Louis Savary poursuit sa saisie de l’existence en ses aphorismes. Ils s’attachent ici à une sorte d’essentialité avec laquelle les livres se débattent depuis que le Verbe existe : celle — discutable et que l’auteur discute — du destin. L’humour qui est la marque de ses livres devient plus sombre puisque ce concept reste “ce prédateur qui niche dans nos têtes”, nous assaille et nous ronge. Il s’agit en effet de ce qui tient “au bout du conte” en représentant un “futur déjà dépassé”. Dès lors, que resterait-il à l’homme sinon d’errer — d’autant qu’un tel concept est un gourou aux cents visages et autant sans visage ?
Il demeure souvent ce vers quoi l’être se retourne en revenant à lui faute d’autres ressources. Il figure une sorte d’image du désespoir puisque face à lui on ne peut rien. Néanmoins, tentant de relever la tête Savary l’évoque aussi en tant que “mythe anachronique”. Il suffit d’oser “mordiller sa muselière” ou — mieux — passer outre. Et, d’une certaine manière, le poète s’en empare afin qu’une telle notion perde son droit de cité.
Certes, Savary reste pris dans ses rets mais il sait que ses mots peuvent faire obstacle au fatum. Et si “le destin n’a pas besoin d’un plan de carrière”, le vaincre est une sorte de devoir. Il ne se suffit pas de l’exercice d’imbécillité de l’écriture afin de permettre de l’enrayer et de ne pas y croire. Il faut néanmoins du temps pour comprendre que le destin n’est pas un concept mais “soi”.
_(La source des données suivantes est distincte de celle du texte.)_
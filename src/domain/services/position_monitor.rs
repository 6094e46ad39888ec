use crate::domain::entities::position::{PositionKey, PositionSide};
use crate::domain::services::portfolio_ledger::PortfolioLedger;
use serde::{Deserialize, Serialize};

#[derive(Debug, Clone, Copy, PartialEq, Eq, Serialize, Deserialize)]
#[serde(rename_all = "snake_case")]
pub enum ExitReason {
    StopLoss,
    TakeProfit,
}

impl ExitReason {
    pub fn as_str(&self) -> &'static str {
        match self {
            ExitReason::StopLoss => "stop-loss",
            ExitReason::TakeProfit => "take-profit",
        }
    }
}

/// A position whose mark price crossed one of its protective levels.
#[derive(Debug, Clone, PartialEq)]
pub struct ExitSignal {
    pub key: PositionKey,
    pub side: PositionSide,
    pub reason: ExitReason,
    pub trigger_price: f64,
    pub current_price: f64,
}

/// Scans marked positions for stop-loss and take-profit hits. Stop-loss wins when both fire.
pub fn check_exits(ledger: &PortfolioLedger) -> Vec<ExitSignal> {
    ledger
        .positions()
        .filter_map(|position| {
            let (reason, trigger_price) = if position.should_stop_loss() {
                (ExitReason::StopLoss, position.stop_loss?)
            } else if position.should_take_profit() {
                (ExitReason::TakeProfit, position.take_profit?)
            } else {
                return None;
            };
            Some(ExitSignal {
                key: position.key(),
                side: position.side,
                reason,
                trigger_price,
                current_price: position.current_price,
            })
        })
        .collect()
}

#[cfg(test)]
mod tests {
    use super::*;
    use crate::domain::entities::position::Position;
    use chrono::Utc;
    use std::collections::HashMap;

    fn open(ledger: &mut PortfolioLedger, symbol: &str, side: PositionSide, stop: f64, target: f64) {
        let key = PositionKey::new(symbol, "base", "aerodrome");
        let position = Position::open(&key, side, 1.0, 100.0, 1.0, Utc::now())
            .unwrap()
            .with_stops(Some(stop), Some(target));
        ledger.add_position(position).unwrap();
    }

    #[test]
    fn test_no_exit_inside_band() {
        let mut ledger = PortfolioLedger::new("acct", 1_000.0);
        open(&mut ledger, "BTC-USD", PositionSide::Long, 98.0, 103.0);
        assert!(check_exits(&ledger).is_empty());
    }

    #[test]
    fn test_long_and_short_exits() {
        let mut ledger = PortfolioLedger::new("acct", 1_000.0);
        open(&mut ledger, "BTC-USD", PositionSide::Long, 98.0, 103.0);
        open(&mut ledger, "ETH-USD", PositionSide::Short, 102.0, 97.0);

        let mut prices = HashMap::new();
        prices.insert("BTC-USD-base".to_string(), 97.5);
        prices.insert("ETH-USD-base".to_string(), 96.0);
        ledger.update_position_prices(&prices, Utc::now());

        let exits = check_exits(&ledger);
        assert_eq!(exits.len(), 2);
        let btc = exits.iter().find(|e| e.key.symbol == "BTC-USD").unwrap();
        assert_eq!(btc.reason, ExitReason::StopLoss);
        assert_eq!(btc.trigger_price, 98.0);
        let eth = exits.iter().find(|e| e.key.symbol == "ETH-USD").unwrap();
        assert_eq!(eth.reason, ExitReason::TakeProfit);
        assert_eq!(eth.current_price, 96.0);
    }

    #[test]
    fn test_positions_without_stops_never_exit() {
        let mut ledger = PortfolioLedger::new("acct", 1_000.0);
        let key = PositionKey::new("SOL-USD", "solana", "jupiter");
        let position = Position::open(&key, PositionSide::Long, 1.0, 100.0, 1.0, Utc::now()).unwrap();
        ledger.add_position(position).unwrap();

        let mut prices = HashMap::new();
        prices.insert("SOL-USD-solana".to_string(), 1.0);
        ledger.update_position_prices(&prices, Utc::now());
        assert!(check_exits(&ledger).is_empty());
    }
}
Dès lors, acceptant cette “nouvelle” donne, l’homme peut refuser ce cirque du destin où il n’aurait que le rôle de “clown triste” pour faire quelques tours de pistes. Savary même s’il estime être “devenu poète grâce au destin” et l’est resté, apprend à se dégager des “croyances improbables” dont cette notion “engorge nos cervelles”. Sa prédiction n’est que celle d’une force extérieure. Elle n’engage que ceux qui s’en font le jouet, bref c’est une autre image de Dieu : “plus on y croit, plus il existe”. Qu’ajouter de plus ?
jean-paul gavard-perret
Louis Savary, Cave Fatum, Editions les Presses Littéraires, 2018, 102 p. — 15,00 €.